▶ [Data to examine]
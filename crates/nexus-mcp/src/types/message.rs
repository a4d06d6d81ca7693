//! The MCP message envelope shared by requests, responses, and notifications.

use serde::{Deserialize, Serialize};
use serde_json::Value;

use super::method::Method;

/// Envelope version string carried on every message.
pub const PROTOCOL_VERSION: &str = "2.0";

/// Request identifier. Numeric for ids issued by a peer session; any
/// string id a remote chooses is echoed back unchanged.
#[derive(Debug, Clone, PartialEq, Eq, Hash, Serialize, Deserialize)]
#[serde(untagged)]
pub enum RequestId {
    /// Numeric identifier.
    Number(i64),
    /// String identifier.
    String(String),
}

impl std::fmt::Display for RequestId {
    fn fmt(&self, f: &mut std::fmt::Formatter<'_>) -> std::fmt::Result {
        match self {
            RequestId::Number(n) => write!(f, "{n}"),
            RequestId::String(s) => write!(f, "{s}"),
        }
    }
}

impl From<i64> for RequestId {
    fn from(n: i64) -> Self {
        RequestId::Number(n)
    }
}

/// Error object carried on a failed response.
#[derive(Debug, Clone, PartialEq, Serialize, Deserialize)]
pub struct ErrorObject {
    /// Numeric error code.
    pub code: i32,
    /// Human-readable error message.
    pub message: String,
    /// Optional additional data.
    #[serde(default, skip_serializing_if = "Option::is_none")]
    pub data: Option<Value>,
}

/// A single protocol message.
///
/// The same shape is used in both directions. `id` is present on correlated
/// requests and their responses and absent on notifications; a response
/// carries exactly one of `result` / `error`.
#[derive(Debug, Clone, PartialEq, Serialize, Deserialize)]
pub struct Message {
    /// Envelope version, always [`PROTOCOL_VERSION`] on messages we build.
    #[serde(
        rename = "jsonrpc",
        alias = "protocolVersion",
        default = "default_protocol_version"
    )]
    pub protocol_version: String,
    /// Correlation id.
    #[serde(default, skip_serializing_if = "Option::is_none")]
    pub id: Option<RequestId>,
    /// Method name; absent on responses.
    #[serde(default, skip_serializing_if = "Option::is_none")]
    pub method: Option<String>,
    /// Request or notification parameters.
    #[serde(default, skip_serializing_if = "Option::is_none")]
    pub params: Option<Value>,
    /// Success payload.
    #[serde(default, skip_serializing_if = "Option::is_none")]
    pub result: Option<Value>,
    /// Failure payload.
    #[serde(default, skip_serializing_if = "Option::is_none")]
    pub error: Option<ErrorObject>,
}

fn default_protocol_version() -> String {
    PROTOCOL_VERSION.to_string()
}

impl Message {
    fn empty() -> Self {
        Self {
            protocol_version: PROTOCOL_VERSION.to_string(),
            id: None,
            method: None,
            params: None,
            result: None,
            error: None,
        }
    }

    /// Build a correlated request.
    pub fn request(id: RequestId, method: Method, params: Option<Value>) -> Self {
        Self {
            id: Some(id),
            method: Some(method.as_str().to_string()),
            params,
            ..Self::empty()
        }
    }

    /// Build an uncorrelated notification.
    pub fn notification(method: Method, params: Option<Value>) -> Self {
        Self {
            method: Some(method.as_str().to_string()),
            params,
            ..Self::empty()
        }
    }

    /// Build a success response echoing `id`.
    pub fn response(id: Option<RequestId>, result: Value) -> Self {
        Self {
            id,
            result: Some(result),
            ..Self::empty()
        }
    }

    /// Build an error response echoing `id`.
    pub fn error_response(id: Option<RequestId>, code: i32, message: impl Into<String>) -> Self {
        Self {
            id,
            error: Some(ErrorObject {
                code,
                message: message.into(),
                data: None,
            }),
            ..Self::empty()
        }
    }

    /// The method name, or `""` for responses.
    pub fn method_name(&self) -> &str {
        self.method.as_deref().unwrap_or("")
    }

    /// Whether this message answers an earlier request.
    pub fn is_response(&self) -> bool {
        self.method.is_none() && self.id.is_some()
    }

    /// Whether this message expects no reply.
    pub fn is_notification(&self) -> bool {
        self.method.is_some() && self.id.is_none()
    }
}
...
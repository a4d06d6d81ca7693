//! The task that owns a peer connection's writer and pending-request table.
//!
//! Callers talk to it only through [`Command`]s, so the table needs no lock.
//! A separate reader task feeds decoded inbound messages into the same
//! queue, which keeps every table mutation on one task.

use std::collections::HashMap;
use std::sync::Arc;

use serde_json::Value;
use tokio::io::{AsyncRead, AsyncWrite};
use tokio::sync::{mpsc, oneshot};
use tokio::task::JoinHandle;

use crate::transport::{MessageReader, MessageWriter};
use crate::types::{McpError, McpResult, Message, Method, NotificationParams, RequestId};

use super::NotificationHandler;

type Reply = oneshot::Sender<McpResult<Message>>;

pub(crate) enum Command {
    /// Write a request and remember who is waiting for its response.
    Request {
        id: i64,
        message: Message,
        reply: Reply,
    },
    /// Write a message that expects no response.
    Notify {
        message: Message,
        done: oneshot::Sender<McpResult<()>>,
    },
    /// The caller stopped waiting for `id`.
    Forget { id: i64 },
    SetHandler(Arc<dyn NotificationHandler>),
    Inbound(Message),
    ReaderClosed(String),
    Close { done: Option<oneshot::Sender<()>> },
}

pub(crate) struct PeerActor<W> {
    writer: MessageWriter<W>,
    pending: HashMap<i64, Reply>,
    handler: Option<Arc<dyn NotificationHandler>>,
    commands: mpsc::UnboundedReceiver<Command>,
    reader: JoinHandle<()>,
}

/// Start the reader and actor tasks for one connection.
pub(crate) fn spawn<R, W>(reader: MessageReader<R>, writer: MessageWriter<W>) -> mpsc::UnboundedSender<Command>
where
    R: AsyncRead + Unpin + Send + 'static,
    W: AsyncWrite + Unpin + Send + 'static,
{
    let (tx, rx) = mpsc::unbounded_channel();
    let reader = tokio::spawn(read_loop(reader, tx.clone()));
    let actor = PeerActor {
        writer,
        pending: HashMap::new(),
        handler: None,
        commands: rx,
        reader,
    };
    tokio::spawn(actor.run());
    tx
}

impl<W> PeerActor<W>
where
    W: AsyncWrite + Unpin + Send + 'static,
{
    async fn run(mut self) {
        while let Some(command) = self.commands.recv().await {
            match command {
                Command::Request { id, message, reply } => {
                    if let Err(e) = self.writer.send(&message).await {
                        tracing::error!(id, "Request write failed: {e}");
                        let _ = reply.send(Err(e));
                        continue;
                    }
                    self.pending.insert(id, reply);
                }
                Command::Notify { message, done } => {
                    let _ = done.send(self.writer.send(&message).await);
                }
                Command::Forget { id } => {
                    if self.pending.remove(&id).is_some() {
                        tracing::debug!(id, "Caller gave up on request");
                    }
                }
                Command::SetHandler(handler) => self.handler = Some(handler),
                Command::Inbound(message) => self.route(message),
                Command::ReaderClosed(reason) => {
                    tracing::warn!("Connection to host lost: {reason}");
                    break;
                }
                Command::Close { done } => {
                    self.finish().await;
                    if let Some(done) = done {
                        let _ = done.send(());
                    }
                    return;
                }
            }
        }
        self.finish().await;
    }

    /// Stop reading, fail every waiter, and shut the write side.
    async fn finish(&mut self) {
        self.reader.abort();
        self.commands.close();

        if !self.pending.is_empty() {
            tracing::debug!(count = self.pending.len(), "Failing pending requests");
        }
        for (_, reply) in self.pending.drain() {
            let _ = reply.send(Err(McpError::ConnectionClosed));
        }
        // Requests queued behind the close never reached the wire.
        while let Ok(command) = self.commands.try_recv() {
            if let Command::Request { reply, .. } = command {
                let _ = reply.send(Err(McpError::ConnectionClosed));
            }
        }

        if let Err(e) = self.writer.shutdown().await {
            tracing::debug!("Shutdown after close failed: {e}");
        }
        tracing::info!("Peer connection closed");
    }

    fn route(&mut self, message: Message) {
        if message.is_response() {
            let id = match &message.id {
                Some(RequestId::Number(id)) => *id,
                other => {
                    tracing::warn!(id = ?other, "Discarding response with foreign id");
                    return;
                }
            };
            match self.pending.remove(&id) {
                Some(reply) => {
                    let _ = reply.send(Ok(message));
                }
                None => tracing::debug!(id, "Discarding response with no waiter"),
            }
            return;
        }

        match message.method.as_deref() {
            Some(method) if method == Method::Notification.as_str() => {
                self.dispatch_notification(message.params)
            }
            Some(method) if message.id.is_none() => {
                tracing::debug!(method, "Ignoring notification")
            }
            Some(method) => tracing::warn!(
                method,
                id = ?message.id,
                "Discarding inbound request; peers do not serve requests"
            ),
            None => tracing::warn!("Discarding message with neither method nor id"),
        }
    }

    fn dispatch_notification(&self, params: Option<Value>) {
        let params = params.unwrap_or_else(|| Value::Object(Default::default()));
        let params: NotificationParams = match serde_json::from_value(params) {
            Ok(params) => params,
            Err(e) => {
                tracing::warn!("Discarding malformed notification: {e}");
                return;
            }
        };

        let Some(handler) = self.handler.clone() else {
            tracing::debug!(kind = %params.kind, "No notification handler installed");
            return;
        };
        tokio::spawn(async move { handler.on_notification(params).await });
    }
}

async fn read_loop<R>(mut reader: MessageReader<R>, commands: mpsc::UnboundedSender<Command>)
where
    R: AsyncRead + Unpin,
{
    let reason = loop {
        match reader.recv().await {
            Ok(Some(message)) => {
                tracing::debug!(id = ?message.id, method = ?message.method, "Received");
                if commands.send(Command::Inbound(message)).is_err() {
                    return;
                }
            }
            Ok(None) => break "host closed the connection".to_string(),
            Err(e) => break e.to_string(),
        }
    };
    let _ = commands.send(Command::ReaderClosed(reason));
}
--
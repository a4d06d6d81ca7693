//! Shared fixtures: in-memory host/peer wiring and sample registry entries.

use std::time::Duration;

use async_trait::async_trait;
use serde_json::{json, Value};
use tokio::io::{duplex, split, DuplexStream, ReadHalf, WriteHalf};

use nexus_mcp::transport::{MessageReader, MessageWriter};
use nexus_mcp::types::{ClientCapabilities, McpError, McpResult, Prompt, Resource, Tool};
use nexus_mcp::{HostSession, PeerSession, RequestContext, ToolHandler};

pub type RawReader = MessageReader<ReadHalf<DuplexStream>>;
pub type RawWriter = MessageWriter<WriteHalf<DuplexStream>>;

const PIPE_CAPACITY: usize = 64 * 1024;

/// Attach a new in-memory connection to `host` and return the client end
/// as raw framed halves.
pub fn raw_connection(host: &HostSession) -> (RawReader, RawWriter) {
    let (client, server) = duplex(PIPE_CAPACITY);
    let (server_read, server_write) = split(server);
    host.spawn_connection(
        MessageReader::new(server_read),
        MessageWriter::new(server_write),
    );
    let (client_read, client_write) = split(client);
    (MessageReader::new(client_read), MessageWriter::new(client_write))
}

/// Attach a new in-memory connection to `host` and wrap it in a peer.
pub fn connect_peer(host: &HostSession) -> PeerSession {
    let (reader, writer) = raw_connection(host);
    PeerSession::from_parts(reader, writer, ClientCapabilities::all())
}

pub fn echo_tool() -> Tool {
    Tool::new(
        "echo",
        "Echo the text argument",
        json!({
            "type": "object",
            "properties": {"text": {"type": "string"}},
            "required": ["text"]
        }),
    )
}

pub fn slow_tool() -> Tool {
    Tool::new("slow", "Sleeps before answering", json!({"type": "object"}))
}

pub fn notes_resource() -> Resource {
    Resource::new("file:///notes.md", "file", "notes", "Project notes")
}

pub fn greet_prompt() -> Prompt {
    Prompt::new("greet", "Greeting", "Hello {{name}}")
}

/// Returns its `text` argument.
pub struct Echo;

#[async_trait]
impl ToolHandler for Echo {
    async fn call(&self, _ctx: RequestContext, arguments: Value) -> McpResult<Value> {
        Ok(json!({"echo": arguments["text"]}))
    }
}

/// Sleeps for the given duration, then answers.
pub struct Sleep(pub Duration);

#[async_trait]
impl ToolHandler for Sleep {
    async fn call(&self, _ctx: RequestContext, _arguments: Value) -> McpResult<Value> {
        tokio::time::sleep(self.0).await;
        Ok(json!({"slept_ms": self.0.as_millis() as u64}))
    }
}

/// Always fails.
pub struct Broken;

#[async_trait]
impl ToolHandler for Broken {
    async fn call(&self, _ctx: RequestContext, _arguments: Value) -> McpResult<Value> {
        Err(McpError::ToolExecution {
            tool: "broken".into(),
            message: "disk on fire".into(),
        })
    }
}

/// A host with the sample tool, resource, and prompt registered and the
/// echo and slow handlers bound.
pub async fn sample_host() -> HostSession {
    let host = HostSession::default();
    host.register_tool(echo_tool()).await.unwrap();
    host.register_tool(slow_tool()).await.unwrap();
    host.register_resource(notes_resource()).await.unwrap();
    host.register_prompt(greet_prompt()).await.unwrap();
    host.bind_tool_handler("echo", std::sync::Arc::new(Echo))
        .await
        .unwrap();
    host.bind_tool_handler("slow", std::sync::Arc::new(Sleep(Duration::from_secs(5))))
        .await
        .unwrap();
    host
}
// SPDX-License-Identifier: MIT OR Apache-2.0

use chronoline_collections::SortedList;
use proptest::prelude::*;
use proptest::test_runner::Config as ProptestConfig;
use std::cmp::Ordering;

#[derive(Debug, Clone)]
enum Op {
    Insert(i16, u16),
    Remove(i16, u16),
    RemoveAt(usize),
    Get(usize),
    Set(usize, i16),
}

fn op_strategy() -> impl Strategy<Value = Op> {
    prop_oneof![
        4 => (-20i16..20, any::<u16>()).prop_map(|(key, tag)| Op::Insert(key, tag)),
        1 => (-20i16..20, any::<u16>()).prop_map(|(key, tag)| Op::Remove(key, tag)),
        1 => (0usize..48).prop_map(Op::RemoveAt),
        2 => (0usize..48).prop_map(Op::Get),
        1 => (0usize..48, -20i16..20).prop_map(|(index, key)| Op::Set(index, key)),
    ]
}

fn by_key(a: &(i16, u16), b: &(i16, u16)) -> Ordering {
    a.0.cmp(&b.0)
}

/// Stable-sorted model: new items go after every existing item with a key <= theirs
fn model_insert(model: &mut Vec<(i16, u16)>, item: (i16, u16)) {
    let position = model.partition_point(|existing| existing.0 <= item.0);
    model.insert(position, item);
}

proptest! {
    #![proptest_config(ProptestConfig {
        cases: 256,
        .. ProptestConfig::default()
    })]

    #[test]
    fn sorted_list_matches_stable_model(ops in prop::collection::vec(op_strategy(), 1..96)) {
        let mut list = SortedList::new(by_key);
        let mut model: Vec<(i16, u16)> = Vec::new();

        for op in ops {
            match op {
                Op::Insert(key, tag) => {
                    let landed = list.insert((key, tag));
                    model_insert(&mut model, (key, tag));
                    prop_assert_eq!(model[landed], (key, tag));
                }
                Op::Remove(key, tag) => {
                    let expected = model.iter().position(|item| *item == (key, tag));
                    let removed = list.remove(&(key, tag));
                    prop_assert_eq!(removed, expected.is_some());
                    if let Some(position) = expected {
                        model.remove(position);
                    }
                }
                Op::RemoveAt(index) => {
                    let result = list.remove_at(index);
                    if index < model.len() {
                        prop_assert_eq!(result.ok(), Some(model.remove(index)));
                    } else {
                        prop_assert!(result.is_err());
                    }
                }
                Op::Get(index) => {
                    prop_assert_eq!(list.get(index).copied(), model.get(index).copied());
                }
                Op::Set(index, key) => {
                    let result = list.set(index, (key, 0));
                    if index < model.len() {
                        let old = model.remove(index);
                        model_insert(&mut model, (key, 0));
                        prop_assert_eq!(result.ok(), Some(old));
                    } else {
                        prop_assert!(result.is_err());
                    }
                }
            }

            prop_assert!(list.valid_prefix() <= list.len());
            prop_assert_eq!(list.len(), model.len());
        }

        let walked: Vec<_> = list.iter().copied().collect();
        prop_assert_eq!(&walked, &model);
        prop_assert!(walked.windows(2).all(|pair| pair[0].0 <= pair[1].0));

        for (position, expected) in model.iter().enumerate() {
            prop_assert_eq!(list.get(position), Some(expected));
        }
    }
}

▶ [Task requirements]
Set down exactly the lines of the data above, beginning with the line that has "filename crates/nexus-mcp/src/types/message.rs" and ending with the line that has "pub enum RequestId", and no others.

▶ [Solution for this problem]
filename crates/nexus-mcp/src/types/message.rs
repository a4d06d6d81ca7693
//! The MCP message envelope shared by requests, responses, and notifications.

use serde::{Deserialize, Serialize};
use serde_json::Value;

use super::method::Method;

/// Envelope version string carried on every message.
pub const PROTOCOL_VERSION: &str = "2.0";

/// Request identifier. Numeric for ids issued by a peer session; any
/// string id a remote chooses is echoed back unchanged.
#[derive(Debug, Clone, PartialEq, Eq, Hash, Serialize, Deserialize)]
#[serde(untagged)]
pub enum RequestId {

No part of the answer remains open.